*** SUPPLIED MATERIAL ***

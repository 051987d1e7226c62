//! Conversation history storage
//!
//! Each conversation is a single JSON file with embedded messages:
//! `{data_dir}/projects/{project_id}/conversations/{conversation_id}.json`
//!
//! An `index.json` next to them holds minimal metadata for listing views.

use super::{project_data_dir, read_json, with_file_lock, write_json, FileResult};
use crate::models::{Conversation, Message, MessageRole};
use crate::utils::{generate_id, truncate_string};
use chrono::{DateTime, Utc};
use serde::{Deserialize, Serialize};
use std::fs;
use std::path::{Path, PathBuf};

/// Version of the index file format
const INDEX_VERSION: u32 = 1;

/// Maximum characters taken from the first user message for a title
const TITLE_MAX_CHARS: usize = 50;

const DEFAULT_TITLE: &str = "New conversation";

/// Conversation index file
#[derive(Debug, Clone, Serialize, Deserialize)]
#[serde(rename_all = "camelCase")]
pub struct ConversationIndex {
    pub version: u32,
    pub updated_at: DateTime<Utc>,
    pub entries: Vec<ConversationIndexEntry>,
}

impl Default for ConversationIndex {
    fn default() -> Self {
        Self {
            version: INDEX_VERSION,
            updated_at: Utc::now(),
            entries: Vec::new(),
        }
    }
}

/// Conversation index entry (minimal info for listing)
#[derive(Debug, Clone, Serialize, Deserialize, PartialEq)]
#[serde(rename_all = "camelCase")]
pub struct ConversationIndexEntry {
    pub id: String,
    pub title: String,
    pub created_at: DateTime<Utc>,
    pub updated_at: DateTime<Utc>,
    pub message_count: usize,
}

impl From<&Conversation> for ConversationIndexEntry {
    fn from(conversation: &Conversation) -> Self {
        Self {
            id: conversation.id.clone(),
            title: conversation.title.clone(),
            created_at: conversation.created_at,
            updated_at: conversation.updated_at,
            message_count: conversation.messages.len(),
        }
    }
}

pub fn get_conversations_dir(data_dir: &Path, project_id: &str) -> PathBuf {
    project_data_dir(data_dir, project_id).join("conversations")
}

fn get_conversation_path(data_dir: &Path, project_id: &str, conversation_id: &str) -> PathBuf {
    get_conversations_dir(data_dir, project_id).join(format!("{}.json", conversation_id))
}

fn get_index_path(data_dir: &Path, project_id: &str) -> PathBuf {
    get_conversations_dir(data_dir, project_id).join("index.json")
}

/// Reject IDs that could escape the conversations directory
fn validate_conversation_id(conversation_id: &str) -> FileResult<()> {
    if conversation_id.is_empty()
        || !conversation_id
            .chars()
            .all(|c| c.is_ascii_alphanumeric() || c == '_' || c == '-')
    {
        return Err(format!("Invalid conversation ID: {}", conversation_id));
    }
    Ok(())
}

fn read_index(data_dir: &Path, project_id: &str) -> FileResult<ConversationIndex> {
    let path = get_index_path(data_dir, project_id);
    if !path.exists() {
        return Ok(ConversationIndex::default());
    }
    read_json(&path)
}

/// Replace (or insert) the index entry for a conversation
fn upsert_index_entry(
    data_dir: &Path,
    project_id: &str,
    conversation: &Conversation,
) -> FileResult<()> {
    let index_path = get_index_path(data_dir, project_id);
    with_file_lock(&index_path, || {
        let mut index = read_index(data_dir, project_id)?;
        let entry = ConversationIndexEntry::from(conversation);
        match index.entries.iter_mut().find(|e| e.id == conversation.id) {
            Some(existing) => *existing = entry,
            None => index.entries.push(entry),
        }
        index.updated_at = Utc::now();
        write_json(&index_path, &index)
    })
}

fn write_conversation(data_dir: &Path, conversation: &Conversation) -> FileResult<()> {
    let path = get_conversation_path(data_dir, &conversation.project_id, &conversation.id);
    write_json(&path, conversation)?;
    upsert_index_entry(data_dir, &conversation.project_id, conversation)
}

/// Create a new, empty conversation
pub fn create_conversation(
    data_dir: &Path,
    project_id: &str,
    title: Option<&str>,
) -> FileResult<Conversation> {
    let now = Utc::now();
    let conversation = Conversation {
        id: generate_id("conv"),
        project_id: project_id.to_string(),
        title: title
            .map(str::trim)
            .filter(|t| !t.is_empty())
            .unwrap_or(DEFAULT_TITLE)
            .to_string(),
        created_at: now,
        updated_at: now,
        session_id: None,
        messages: Vec::new(),
    };

    write_conversation(data_dir, &conversation)?;
    Ok(conversation)
}

/// Get a conversation with all of its messages
pub fn get_conversation(
    data_dir: &Path,
    project_id: &str,
    conversation_id: &str,
) -> FileResult<Option<Conversation>> {
    validate_conversation_id(conversation_id)?;
    let path = get_conversation_path(data_dir, project_id, conversation_id);
    if !path.exists() {
        return Ok(None);
    }
    read_json(&path).map(Some)
}

fn require_conversation(
    data_dir: &Path,
    project_id: &str,
    conversation_id: &str,
) -> FileResult<Conversation> {
    get_conversation(data_dir, project_id, conversation_id)?
        .ok_or_else(|| format!("Conversation not found: {}", conversation_id))
}

/// Read-modify-write of one conversation under its file lock. `f` returns
/// whether anything changed; unchanged conversations are not rewritten.
fn update_conversation<F>(
    data_dir: &Path,
    project_id: &str,
    conversation_id: &str,
    f: F,
) -> FileResult<Conversation>
where
    F: FnOnce(&mut Conversation) -> FileResult<bool>,
{
    validate_conversation_id(conversation_id)?;
    let path = get_conversation_path(data_dir, project_id, conversation_id);
    with_file_lock(&path, || {
        let mut conversation = require_conversation(data_dir, project_id, conversation_id)?;
        if f(&mut conversation)? {
            write_conversation(data_dir, &conversation)?;
        }
        Ok(conversation)
    })
}

/// List conversations for a project, most recently updated first
pub fn list_conversations(
    data_dir: &Path,
    project_id: &str,
) -> FileResult<Vec<ConversationIndexEntry>> {
    let mut entries = read_index(data_dir, project_id)?.entries;
    entries.sort_by(|a, b| b.updated_at.cmp(&a.updated_at));
    Ok(entries)
}

/// Rename a conversation
pub fn rename_conversation(
    data_dir: &Path,
    project_id: &str,
    conversation_id: &str,
    title: &str,
) -> FileResult<Conversation> {
    let trimmed = title.trim();
    if trimmed.is_empty() {
        return Err("Conversation title cannot be empty".to_string());
    }

    update_conversation(data_dir, project_id, conversation_id, |conversation| {
        conversation.title = trimmed.to_string();
        conversation.updated_at = Utc::now();
        Ok(true)
    })
}

/// Append a message. The first user message also names an untitled
/// conversation.
pub fn append_message(
    data_dir: &Path,
    project_id: &str,
    conversation_id: &str,
    message: Message,
) -> FileResult<Conversation> {
    update_conversation(data_dir, project_id, conversation_id, |conversation| {
        let is_first_user_message = message.role == MessageRole::User
            && !conversation
                .messages
                .iter()
                .any(|m| m.role == MessageRole::User);
        if is_first_user_message && conversation.title == DEFAULT_TITLE {
            let title = truncate_string(message.content.trim(), TITLE_MAX_CHARS);
            if !title.is_empty() {
                conversation.title = title;
            }
        }

        conversation.messages.push(message);
        conversation.updated_at = Utc::now();
        Ok(true)
    })
}

/// Record the Claude CLI session ID used to resume this conversation
pub fn set_session_id(
    data_dir: &Path,
    project_id: &str,
    conversation_id: &str,
    session_id: &str,
) -> FileResult<()> {
    update_conversation(data_dir, project_id, conversation_id, |conversation| {
        if conversation.session_id.as_deref() == Some(session_id) {
            return Ok(false);
        }
        conversation.session_id = Some(session_id.to_string());
        Ok(true)
    })
    .map(|_| ())
}

/// Delete a conversation and its index entry
pub fn delete_conversation(
    data_dir: &Path,
    project_id: &str,
    conversation_id: &str,
) -> FileResult<()> {
    validate_conversation_id(conversation_id)?;
    let path = get_conversation_path(data_dir, project_id, conversation_id);
    if !path.exists() {
        return Err(format!("Conversation not found: {}", conversation_id));
    }

    with_file_lock(&path, || {
        fs::remove_file(&path).map_err(|e| format!("Failed to delete conversation: {}", e))
    })?;
    let _ = fs::remove_file(path.with_extension("lock"));

    let index_path = get_index_path(data_dir, project_id);
    with_file_lock(&index_path, || {
        let mut index = read_index(data_dir, project_id)?;
        index.entries.retain(|e| e.id != conversation_id);
        index.updated_at = Utc::now();
        write_json(&index_path, &index)
    })
}

#[cfg(test)]
mod tests {
    use super::*;
    use tempfile::TempDir;

    const PROJECT: &str = "proj_test";

    #[test]
    fn test_create_and_get() {
        let temp_dir = TempDir::new().unwrap();
        let conversation = create_conversation(temp_dir.path(), PROJECT, None).unwrap();

        assert_eq!(conversation.title, DEFAULT_TITLE);
        let loaded = get_conversation(temp_dir.path(), PROJECT, &conversation.id)
            .unwrap()
            .unwrap();
        assert_eq!(loaded.id, conversation.id);
        assert!(loaded.messages.is_empty());
    }

    #[test]
    fn test_first_user_message_sets_title() {
        let temp_dir = TempDir::new().unwrap();
        let conversation = create_conversation(temp_dir.path(), PROJECT, None).unwrap();

        let long = "Refactor the websocket layer so that every project gets its own channel and more";
        append_message(
            temp_dir.path(),
            PROJECT,
            &conversation.id,
            Message::new(MessageRole::User, long),
        )
        .unwrap();
        let updated = append_message(
            temp_dir.path(),
            PROJECT,
            &conversation.id,
            Message::new(MessageRole::User, "second"),
        )
        .unwrap();

        assert_eq!(updated.title.chars().count(), TITLE_MAX_CHARS);
        assert!(long.starts_with(&updated.title));
        assert_eq!(updated.messages.len(), 2);
    }

    #[test]
    fn test_explicit_title_kept() {
        let temp_dir = TempDir::new().unwrap();
        let conversation =
            create_conversation(temp_dir.path(), PROJECT, Some("Bug triage")).unwrap();
        let updated = append_message(
            temp_dir.path(),
            PROJECT,
            &conversation.id,
            Message::new(MessageRole::User, "hello"),
        )
        .unwrap();
        assert_eq!(updated.title, "Bug triage");
    }

    #[test]
    fn test_list_orders_by_updated() {
        let temp_dir = TempDir::new().unwrap();
        let first = create_conversation(temp_dir.path(), PROJECT, Some("first")).unwrap();
        let second = create_conversation(temp_dir.path(), PROJECT, Some("second")).unwrap();
        std::thread::sleep(std::time::Duration::from_millis(5));
        append_message(
            temp_dir.path(),
            PROJECT,
            &first.id,
            Message::new(MessageRole::Assistant, "hi"),
        )
        .unwrap();

        let entries = list_conversations(temp_dir.path(), PROJECT).unwrap();
        assert_eq!(entries.len(), 2);
        assert_eq!(entries[0].id, first.id);
        assert_eq!(entries[0].message_count, 1);
        assert_eq!(entries[1].id, second.id);
    }

    #[test]
    fn test_rename_and_session_id() {
        let temp_dir = TempDir::new().unwrap();
        let conversation = create_conversation(temp_dir.path(), PROJECT, None).unwrap();

        rename_conversation(temp_dir.path(), PROJECT, &conversation.id, "Renamed").unwrap();
        set_session_id(temp_dir.path(), PROJECT, &conversation.id, "sess-1").unwrap();

        let loaded = get_conversation(temp_dir.path(), PROJECT, &conversation.id)
            .unwrap()
            .unwrap();
        assert_eq!(loaded.title, "Renamed");
        assert_eq!(loaded.session_id.as_deref(), Some("sess-1"));
        assert!(rename_conversation(temp_dir.path(), PROJECT, &conversation.id, " ").is_err());
    }

    #[test]
    fn test_delete() {
        let temp_dir = TempDir::new().unwrap();
        let conversation = create_conversation(temp_dir.path(), PROJECT, None).unwrap();

        delete_conversation(temp_dir.path(), PROJECT, &conversation.id).unwrap();

        assert!(get_conversation(temp_dir.path(), PROJECT, &conversation.id)
            .unwrap()
            .is_none());
        assert!(list_conversations(temp_dir.path(), PROJECT).unwrap().is_empty());
        assert!(delete_conversation(temp_dir.path(), PROJECT, &conversation.id).is_err());
    }

    #[test]
    fn test_concurrent_append_and_rename_keep_every_update() {
        let temp_dir = TempDir::new().unwrap();
        let conversation = create_conversation(temp_dir.path(), PROJECT, Some("start")).unwrap();

        std::thread::scope(|scope| {
            for writer in 0..4 {
                let data_dir = temp_dir.path();
                let id = conversation.id.as_str();
                scope.spawn(move || {
                    for n in 0..10 {
                        let text = format!("writer {} message {}", writer, n);
                        append_message(
                            data_dir,
                            PROJECT,
                            id,
                            Message::new(MessageRole::Assistant, &text),
                        )
                        .unwrap();
                    }
                });
            }
            scope.spawn(|| {
                for n in 0..10 {
                    let title = format!("title {}", n);
                    rename_conversation(temp_dir.path(), PROJECT, &conversation.id, &title)
                        .unwrap();
                }
            });
        });

        let loaded = get_conversation(temp_dir.path(), PROJECT, &conversation.id)
            .unwrap()
            .unwrap();
        assert_eq!(loaded.messages.len(), 40);
        assert_eq!(loaded.title, "title 9");
        let entries = list_conversations(temp_dir.path(), PROJECT).unwrap();
        assert_eq!(entries[0].message_count, 40);
    }

    #[test]
    fn test_rejects_path_traversal_id() {
        let temp_dir = TempDir::new().unwrap();
        assert!(get_conversation(temp_dir.path(), PROJECT, "../settings").is_err());
    }
}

*** End of SUPPLIED MATERIAL ***

__EXERCISE BRIEF__: Up to and including the line containing "const INDEX_VERSION: u32 = 1;", please write out the listing exactly, starting from its first line.

__TASK RESULT__:
repository 051987d1e7226c62
//! Conversation history storage
//!
//! Each conversation is a single JSON file with embedded messages:
//! `{data_dir}/projects/{project_id}/conversations/{conversation_id}.json`
//!
//! An `index.json` next to them holds minimal metadata for listing views.

use super::{project_data_dir, read_json, with_file_lock, write_json, FileResult};
use crate::models::{Conversation, Message, MessageRole};
use crate::utils::{generate_id, truncate_string};
use chrono::{DateTime, Utc};
use serde::{Deserialize, Serialize};
use std::fs;
use std::path::{Path, PathBuf};

/// Version of the index file format
const INDEX_VERSION: u32 = 1;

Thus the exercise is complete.